___ Excerpted records ___
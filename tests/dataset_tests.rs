use candle_core::{DType, Device};
use candle_nn::{VarBuilder, VarMap};
use nameformer::{build_dataset, to_tensors, CharVocab, Transformer, TransformerConfig};

fn words(list: &[&str]) -> Vec<String> {
    list.iter().map(|w| w.to_string()).collect()
}

#[test]
fn dataset_matches_reference_pairs() {
    let word_list = words(&["ab"]);
    let vocab = CharVocab::from_words(&word_list);
    let a = vocab.token_id('a').unwrap();
    let b = vocab.token_id('b').unwrap();

    let (xs, ys) = build_dataset(&word_list, &vocab, 1).unwrap();
    assert_eq!(xs, vec![vec![0], vec![a], vec![b]]);
    assert_eq!(ys, vec![a, b, 0]);
}

#[test]
fn dataset_pair_count_scales_with_word_length() {
    let word_list = words(&["anna", "bo"]);
    let vocab = CharVocab::from_words(&word_list);

    // Each word contributes len(word) + 1 pairs regardless of block size
    let (xs, ys) = build_dataset(&word_list, &vocab, 3).unwrap();
    assert_eq!(xs.len(), 5 + 3);
    assert_eq!(ys.len(), xs.len());
}

#[test]
fn dataset_feeds_the_model_end_to_end() {
    let device = Device::Cpu;
    let word_list = words(&["emma", "ava", "mia"]);
    let vocab = CharVocab::from_words(&word_list);

    let block_size = 3;
    let (xs, ys) = build_dataset(&word_list, &vocab, block_size).unwrap();
    let (inputs, targets) = to_tensors(&xs, &ys, block_size, &device).unwrap();
    assert_eq!(inputs.dims2().unwrap(), (xs.len(), block_size));
    assert_eq!(targets.dims1().unwrap(), ys.len());

    let config = TransformerConfig {
        vocab_enc_size: vocab.len(),
        vocab_dec_size: vocab.len(),
        emb_enc_dim: 16,
        emb_dec_dim: 16,
        context_enc_size: 8,
        context_dec_size: 8,
        qk_dim: 4,
        num_heads: 2,
        num_layers: 1,
        dropout_rate: 0.0,
    };
    let varmap = VarMap::new();
    let vb = VarBuilder::from_varmap(&varmap, DType::F32, &device);
    let model = Transformer::new(config, vb).unwrap();

    // Contexts double as encoder conditioning and decoder input here; the
    // model only cares that the ids fit both vocabularies.
    let batch = inputs.narrow(0, 0, 2).unwrap();
    let logits = model.forward(&batch, &batch, false).unwrap();
    assert_eq!(logits.dims3().unwrap(), (2, block_size, vocab.len()));

    // Sampling a name from scratch: sentinel to sentinel
    let seed = batch.narrow(0, 0, 1).unwrap();
    let generated = model
        .generate(&seed, vocab.sentinel_id(), vocab.sentinel_id(), 6)
        .unwrap();
    let ids = generated.to_vec2::<u32>().unwrap();
    let name = vocab.decode(&ids[0]);
    assert!(name.starts_with('.'));
    assert!(ids[0].len() <= 7);
}
use candle_core::{Device, Result as CandleResult, Tensor};
use candle_nn::{Dropout, Linear, Module, VarBuilder};

/// Build the fixed additive causal mask for a decoder context.
///
/// The returned tensor is shaped `(context_size, context_size)` with `0.0` on
/// and below the diagonal and `f32::NEG_INFINITY` strictly above it, so that
/// position `i` can only attend to positions `<= i` once the mask is added to
/// the raw attention scores.
pub fn causal_attention_mask(context_size: usize, device: &Device) -> CandleResult<Tensor> {
    let mut data = vec![0f32; context_size * context_size];
    for i in 0..context_size {
        for j in (i + 1)..context_size {
            data[i * context_size + j] = f32::NEG_INFINITY;
        }
    }
    Tensor::from_vec(data, (context_size, context_size), device)
}

/// Multi-head scaled dot-product attention over a single sequence.
///
/// Projects the input to `num_heads` heads of `qk_dim` each, attends, then
/// projects back to `in_dim`. When constructed with a context size the layer
/// is causal: a fixed upper-triangular mask keeps every position from seeing
/// the future.
#[derive(Debug)]
pub struct SelfAttention {
    /// Query projection: in_dim -> qk_dim * num_heads
    query: Linear,
    /// Key projection: in_dim -> qk_dim * num_heads
    key: Linear,
    /// Value projection: in_dim -> qk_dim * num_heads
    value: Linear,
    /// Output projection: qk_dim * num_heads -> in_dim
    proj: Linear,
    /// Dropout applied to attention weights and to the projected output
    dropout: Dropout,
    /// Number of attention heads
    num_heads: usize,
    /// Dimension of each head
    qk_dim: usize,
    /// Additive causal mask, present only for causal attention
    att_mask: Option<Tensor>,
    /// Scale factor for attention scores (qk_dim^-0.5)
    scale: f64,
}

impl SelfAttention {
    /// Create a new self-attention layer.
    ///
    /// `context_size = None` means non-causal (encoder) attention; `Some(c)`
    /// precomputes a causal mask sized `c x c` and caps the sequence length.
    pub fn new(
        in_dim: usize,
        qk_dim: usize,
        num_heads: usize,
        context_size: Option<usize>,
        dropout_rate: f32,
        vb: VarBuilder,
    ) -> CandleResult<Self> {
        let proj_dim = qk_dim * num_heads;

        let query = candle_nn::linear(in_dim, proj_dim, vb.pp("query"))?;
        let key = candle_nn::linear(in_dim, proj_dim, vb.pp("key"))?;
        let value = candle_nn::linear(in_dim, proj_dim, vb.pp("value"))?;
        let proj = candle_nn::linear(proj_dim, in_dim, vb.pp("proj"))?;

        let dropout = Dropout::new(dropout_rate);

        let att_mask = match context_size {
            Some(context) => Some(causal_attention_mask(context, vb.device())?),
            None => None,
        };

        let scale = 1.0 / (qk_dim as f64).sqrt();

        Ok(SelfAttention {
            query,
            key,
            value,
            proj,
            dropout,
            num_heads,
            qk_dim,
            att_mask,
            scale,
        })
    }

    /// Whether this layer applies a causal mask.
    pub fn is_causal(&self) -> bool {
        self.att_mask.is_some()
    }

    /// Forward pass: (B, T, in_dim) -> (B, T, in_dim).
    pub fn forward(&self, x: &Tensor, train: bool) -> CandleResult<Tensor> {
        let (batch, seq_len, _in_dim) = x.dims3()?;

        if let Some(mask) = &self.att_mask {
            let context = mask.dim(0)?;
            if seq_len > context {
                return Err(candle_core::Error::Msg(format!(
                    "sequence length {} exceeds causal context size {}",
                    seq_len, context
                )));
            }
        }

        // Project and split into heads: (B, T, H * Q) -> (B, H, T, Q)
        let queries = self
            .query
            .forward(x)?
            .reshape((batch, seq_len, self.num_heads, self.qk_dim))?
            .transpose(1, 2)?
            .contiguous()?;
        let keys = self
            .key
            .forward(x)?
            .reshape((batch, seq_len, self.num_heads, self.qk_dim))?
            .transpose(1, 2)?
            .contiguous()?;
        let values = self
            .value
            .forward(x)?
            .reshape((batch, seq_len, self.num_heads, self.qk_dim))?
            .transpose(1, 2)?
            .contiguous()?;

        // Scaled dot-product scores: (B, H, T, T)
        let att = queries
            .matmul(&keys.transpose(2, 3)?)?
            .affine(self.scale, 0.0)?;

        // Mask out future positions before the softmax
        let att = match &self.att_mask {
            Some(mask) => {
                let mask = mask
                    .narrow(0, 0, seq_len)?
                    .narrow(1, 0, seq_len)?
                    .unsqueeze(0)?
                    .unsqueeze(0)?
                    .broadcast_as(att.shape())?;
                att.add(&mask)?
            }
            None => att,
        };

        let att = candle_nn::ops::softmax_last_dim(&att)?;
        let att = if train {
            self.dropout.forward(&att, train)?
        } else {
            att
        };

        // Weighted sum of values, then merge heads back: (B, T, H * Q)
        let out = att.matmul(&values)?;
        let out = out
            .transpose(1, 2)?
            .contiguous()?
            .reshape((batch, seq_len, self.num_heads * self.qk_dim))?;

        let out = self.proj.forward(&out)?;
        if train {
            self.dropout.forward(&out, train)
        } else {
            Ok(out)
        }
    }
}

/// Multi-head attention between two sequences.
///
/// Queries come from the decoder activations, keys and values from the
/// encoder output. No mask is applied: every decoder position has full
/// access to the whole encoder sequence.
#[derive(Debug)]
pub struct CrossAttention {
    /// Query projection: in_dec_dim -> qk_dim * num_heads
    query: Linear,
    /// Key projection: in_enc_dim -> qk_dim * num_heads
    key: Linear,
    /// Value projection: in_enc_dim -> qk_dim * num_heads
    value: Linear,
    /// Output projection: qk_dim * num_heads -> in_dec_dim
    proj: Linear,
    /// Dropout applied to attention weights and to the projected output
    dropout: Dropout,
    num_heads: usize,
    qk_dim: usize,
    scale: f64,
}

impl CrossAttention {
    /// Create a new cross-attention layer bridging encoder and decoder widths.
    pub fn new(
        in_enc_dim: usize,
        in_dec_dim: usize,
        qk_dim: usize,
        num_heads: usize,
        dropout_rate: f32,
        vb: VarBuilder,
    ) -> CandleResult<Self> {
        let proj_dim = qk_dim * num_heads;

        let query = candle_nn::linear(in_dec_dim, proj_dim, vb.pp("query"))?;
        let key = candle_nn::linear(in_enc_dim, proj_dim, vb.pp("key"))?;
        let value = candle_nn::linear(in_enc_dim, proj_dim, vb.pp("value"))?;
        let proj = candle_nn::linear(proj_dim, in_dec_dim, vb.pp("proj"))?;

        let dropout = Dropout::new(dropout_rate);
        let scale = 1.0 / (qk_dim as f64).sqrt();

        Ok(CrossAttention {
            query,
            key,
            value,
            proj,
            dropout,
            num_heads,
            qk_dim,
            scale,
        })
    }

    /// Forward pass: (B, T_enc, in_enc_dim) x (B, T_dec, in_dec_dim)
    /// -> (B, T_dec, in_dec_dim).
    pub fn forward(&self, x_enc: &Tensor, x_dec: &Tensor, train: bool) -> CandleResult<Tensor> {
        let (batch, t_dec, _) = x_dec.dims3()?;
        let (_batch, t_enc, _) = x_enc.dims3()?;

        let queries = self
            .query
            .forward(x_dec)?
            .reshape((batch, t_dec, self.num_heads, self.qk_dim))?
            .transpose(1, 2)?
            .contiguous()?;
        let keys = self
            .key
            .forward(x_enc)?
            .reshape((batch, t_enc, self.num_heads, self.qk_dim))?
            .transpose(1, 2)?
            .contiguous()?;
        let values = self
            .value
            .forward(x_enc)?
            .reshape((batch, t_enc, self.num_heads, self.qk_dim))?
            .transpose(1, 2)?
            .contiguous()?;

        // Scores over encoder positions: (B, H, T_dec, T_enc)
        let att = queries
            .matmul(&keys.transpose(2, 3)?)?
            .affine(self.scale, 0.0)?;
        let att = candle_nn::ops::softmax_last_dim(&att)?;
        let att = if train {
            self.dropout.forward(&att, train)?
        } else {
            att
        };

        let out = att.matmul(&values)?;
        let out = out
            .transpose(1, 2)?
            .contiguous()?
            .reshape((batch, t_dec, self.num_heads * self.qk_dim))?;

        let out = self.proj.forward(&out)?;
        if train {
            self.dropout.forward(&out, train)
        } else {
            Ok(out)
        }
    }
}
___
In the data above, how many lines contain the word "generated"? Only the number is wanted.

2